Another Congress leader said even after Tejashwi met Gandhi in Delhi recently, the seat-sharing in Bihar was not finalised. 
 
"We want to contest not less than 15 seats. We are sure of victory, as an internal survey conducted by the party indicated positive results in favour of the Congress. Besides, the popularity graph of Rahul Gandhi has gone up. The party also received a boost after Priyanka Gandhi Vadra joining active politics," the Congress leader said.
 
His views were echoed by several other Congress leaders. The message was clear: The Congress didn't want more seats than the RJD, but no less either. 
 
But the RJD is reluctant to treat the Congress as an equal partner and has decided to play the "big brother" in the Mahagathbandhan.
 
"THe RJD is a mass-based party and has 80 legislators in the Asssembly. We have a strong social support base that will help other allies too," said RJD state President Ramchandra Purbe. 
 
But Purbe told IANS the seat-sharing formula has been finalised and an announcement will be made soon. He reiterated the RJD will contest 20-22 seats, leaving the rest to allies. 
 
But sources in the RJD circle here suggested the aggressive tone of the Congress was creating trouble for the party, which used to decide everything on its own while the Congress was forced to accept it.
 
"The situation has changed.

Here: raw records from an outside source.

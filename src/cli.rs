use crate::{
    config::Config,
    gateways::geocoding_gateway,
    report,
    session::{load_state, save_state},
};
use amap_core::{
    normalize::{normalize_address, select_address},
    repositories::GeoCacheRepo,
    usecases::{self, BatchSettings, ResolutionSession},
};
use amap_geocache::GeoCacheStore;
use anyhow::Result;
use clap::{Parser, Subcommand};
use std::path::{Path, PathBuf};

#[derive(Parser)]
#[command(name = "auctionmap")]
#[command(about = "Resolve the addresses of scraped auction records to map positions")]
#[command(version)]
pub struct Cli {
    /// Configuration file (default: auctionmap.toml)
    #[arg(long, short = 'c', global = true, value_name = "FILE")]
    config: Option<PathBuf>,

    #[command(subcommand)]
    command: Commands,
}

#[derive(Subcommand)]
enum Commands {
    /// Resolve the positions of all records in a JSON report
    Resolve {
        /// Report with auction records (JSON)
        report: PathBuf,

        /// Write the enriched records into this file
        #[arg(long, short = 'o', value_name = "FILE")]
        output: Option<PathBuf>,

        /// Query the geocoding service even if the report is unchanged
        #[arg(long)]
        force: bool,

        /// Query the geocoding service if the report has not been processed completely
        #[arg(long)]
        auto: bool,
    },

    /// Print the lookup keys of addresses
    Normalize {
        #[arg(required = true)]
        addresses: Vec<String>,
    },

    /// Manage the geocode cache
    Cache {
        #[command(subcommand)]
        command: CacheCommands,
    },
}

#[derive(Subcommand)]
enum CacheCommands {
    /// Print the number of cached positions
    Stats,
    /// Remove all cached positions
    Clear,
}

pub fn run(cli: Cli) -> Result<()> {
    let Cli { config, command } = cli;
    match command {
        Commands::Normalize { addresses } => {
            for addr in addresses {
                println!("{}", normalize_address(&addr));
            }
            Ok(())
        }
        Commands::Cache { command } => {
            let cfg = Config::try_load_from_file_or_default(config)?;
            let store = GeoCacheStore::new(cfg.geocache.file);
            match command {
                CacheCommands::Stats => {
                    println!("{}: {} entries", store.path().display(), store.count_entries());
                }
                CacheCommands::Clear => {
                    let count = usecases::clear_geocache(&store)?;
                    println!("Removed {count} entries from {}", store.path().display());
                }
            }
            Ok(())
        }
        Commands::Resolve {
            report,
            output,
            force,
            auto,
        } => {
            let cfg = Config::try_load_from_file_or_default(config)?;
            resolve(&cfg, &report, output.as_deref(), force, auto)
        }
    }
}

fn resolve(
    cfg: &Config,
    report_path: &Path,
    output: Option<&Path>,
    explicit: bool,
    auto_enabled: bool,
) -> Result<()> {
    let records = report::load_records(report_path)?;
    let signature = report::file_signature(report_path)?;
    let store = GeoCacheStore::new(&cfg.geocache.file);
    let mut state = load_state(&cfg.session.state_file);

    let resolved = match ResolutionSession::start(signature, explicit, auto_enabled, &state) {
        Some(session) => {
            let gateway = geocoding_gateway(cfg.geocoding.gateway.clone())?;
            let settings = BatchSettings {
                throttle: cfg.geocoding.throttle,
                workers: cfg.geocoding.workers,
                ..Default::default()
            };
            let outcome = session.run(&mut state, &store, &gateway, records, &settings)?;
            save_state(&cfg.session.state_file, &state)?;
            outcome.records
        }
        None => {
            log::info!("Skip geocoding, only cached positions are used");
            usecases::prefill_from_cache(&store, records)
        }
    };

    let unmapped: Vec<_> = resolved.iter().filter(|r| !r.is_mapped()).collect();
    log::info!(
        "{} of {} record(s) are mapped",
        resolved.len() - unmapped.len(),
        resolved.len()
    );
    for r in &unmapped {
        log::info!(
            "Unmapped: '{}' => '{}'",
            select_address(&r.record).unwrap_or_default(),
            r.key
        );
    }

    if let Some(output) = output {
        report::write_enriched(output, &resolved)?;
    }
    Ok(())
}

Now the Congress is putting pressure and is no longer ready to agree whatever decisions are made," said a senior RJD leader. 
 
According to RJD leaders close to Tejashwi, Lalu Prasad, undergoing treatment at the Rajendra Institute of Medical Sciences (RIMS) in Ranchi, would decide on number of seats to the Congress. 
 
In the 2014 Lok Sabha polls, the RJD had contested 27 seats, Congress 12 and one seat was left for Nationalist Congress Party's (NCP) Tariq Anwar who has joined the Congress. 
 
The RJD could win only 4 seats, the Congress 2 and the NCP one. The Janata Dal (United), which contested separately, also won only two seats. The BJP-led NDA won 31 seats, with the BJP's tally being 22.
 
The Mahagathbandhan in Bihar comprises the Congress, the RJD, the RLSP led by former Union Minister Upendra Kushwaha, the HAM led by former Chief Minister Jitan Ram Manjhi and the VIP.
 
The Left parties, including CPI, CPI-M and CPI-ML, too are likely to contest polls together as part of the Grand Alliance. 
 
Manjhi has been demanding seats no less than the RLSP. His bargaining power has gone up ever since the BJP urged him to join the NDA. "My party should get respectable number of seats. We have a large vote bank," he said. 
 
A HAM leader said Manjhi is unhappy with the Grand Alliance for ignoring him and giving the party less seats than was demanded. Manjhi is staking claim to 6 seats, followed by the RLSP (5), Left parties (4-5) and the VIP (2).